**Task details**
The records that follow are to be reproduced verbatim.

Stored data entries
——
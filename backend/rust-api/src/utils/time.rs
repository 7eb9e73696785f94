use chrono::{DateTime, Duration, NaiveDate, Utc};
use mongodb::bson::DateTime as BsonDateTime;
use std::sync::Mutex;

pub fn chrono_to_bson(dt: DateTime<Utc>) -> BsonDateTime {
    BsonDateTime::from_millis(dt.timestamp_millis())
}

/// Source of "now". Calendar days for streaks are UTC days of this instant.
pub trait Clock: Send + Sync {
    fn now(&self) -> DateTime<Utc>;

    fn today(&self) -> NaiveDate {
        self.now().date_naive()
    }
}

#[derive(Debug, Default, Clone, Copy)]
pub struct SystemClock;

impl Clock for SystemClock {
    fn now(&self) -> DateTime<Utc> {
        Utc::now()
    }
}

/// Settable clock for tests and local replays.
#[derive(Debug)]
pub struct FixedClock {
    now: Mutex<DateTime<Utc>>,
}

impl FixedClock {
    pub fn new(now: DateTime<Utc>) -> Self {
        Self {
            now: Mutex::new(now),
        }
    }

    pub fn set(&self, now: DateTime<Utc>) {
        if let Ok(mut guard) = self.now.lock() {
            *guard = now;
        }
    }

    pub fn advance_days(&self, days: i64) {
        if let Ok(mut guard) = self.now.lock() {
            *guard += Duration::days(days);
        }
    }
}

impl Clock for FixedClock {
    fn now(&self) -> DateTime<Utc> {
        match self.now.lock() {
            Ok(guard) => *guard,
            Err(poisoned) => *poisoned.into_inner(),
        }
    }
}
——
**Written answer**
filename backend/rust-api/src/utils/time.rs
repository 7eb9e73696785f94
use chrono::{DateTime, Duration, NaiveDate, Utc};
use mongodb::bson::DateTime as BsonDateTime;
use std::sync::Mutex;

pub fn chrono_to_bson(dt: DateTime<Utc>) -> BsonDateTime {
    BsonDateTime::from_millis(dt.timestamp_millis())
}

/// Source of "now". Calendar days for streaks are UTC days of this instant.
pub trait Clock: Send + Sync {
    fn now(&self) -> DateTime<Utc>;

    fn today(&self) -> NaiveDate {
        self.now().date_naive()
    }
}

#[derive(Debug, Default, Clone, Copy)]
pub struct SystemClock;

impl Clock for SystemClock {
    fn now(&self) -> DateTime<Utc> {
        Utc::now()
    }
}

/// Settable clock for tests and local replays.
#[derive(Debug)]
pub struct FixedClock {
    now: Mutex<DateTime<Utc>>,
}

impl FixedClock {
    pub fn new(now: DateTime<Utc>) -> Self {
        Self {
            now: Mutex::new(now),
        }
    }

    pub fn set(&self, now: DateTime<Utc>) {
        if let Ok(mut guard) = self.now.lock() {
            *guard = now;
        }
    }

    pub fn advance_days(&self, days: i64) {
        if let Ok(mut guard) = self.now.lock() {
            *guard += Duration::days(days);
        }
    }
}

impl Clock for FixedClock {
    fn now(&self) -> DateTime<Utc> {
        match self.now.lock() {
            Ok(guard) => *guard,
            Err(poisoned) => *poisoned.into_inner(),
        }
    }
}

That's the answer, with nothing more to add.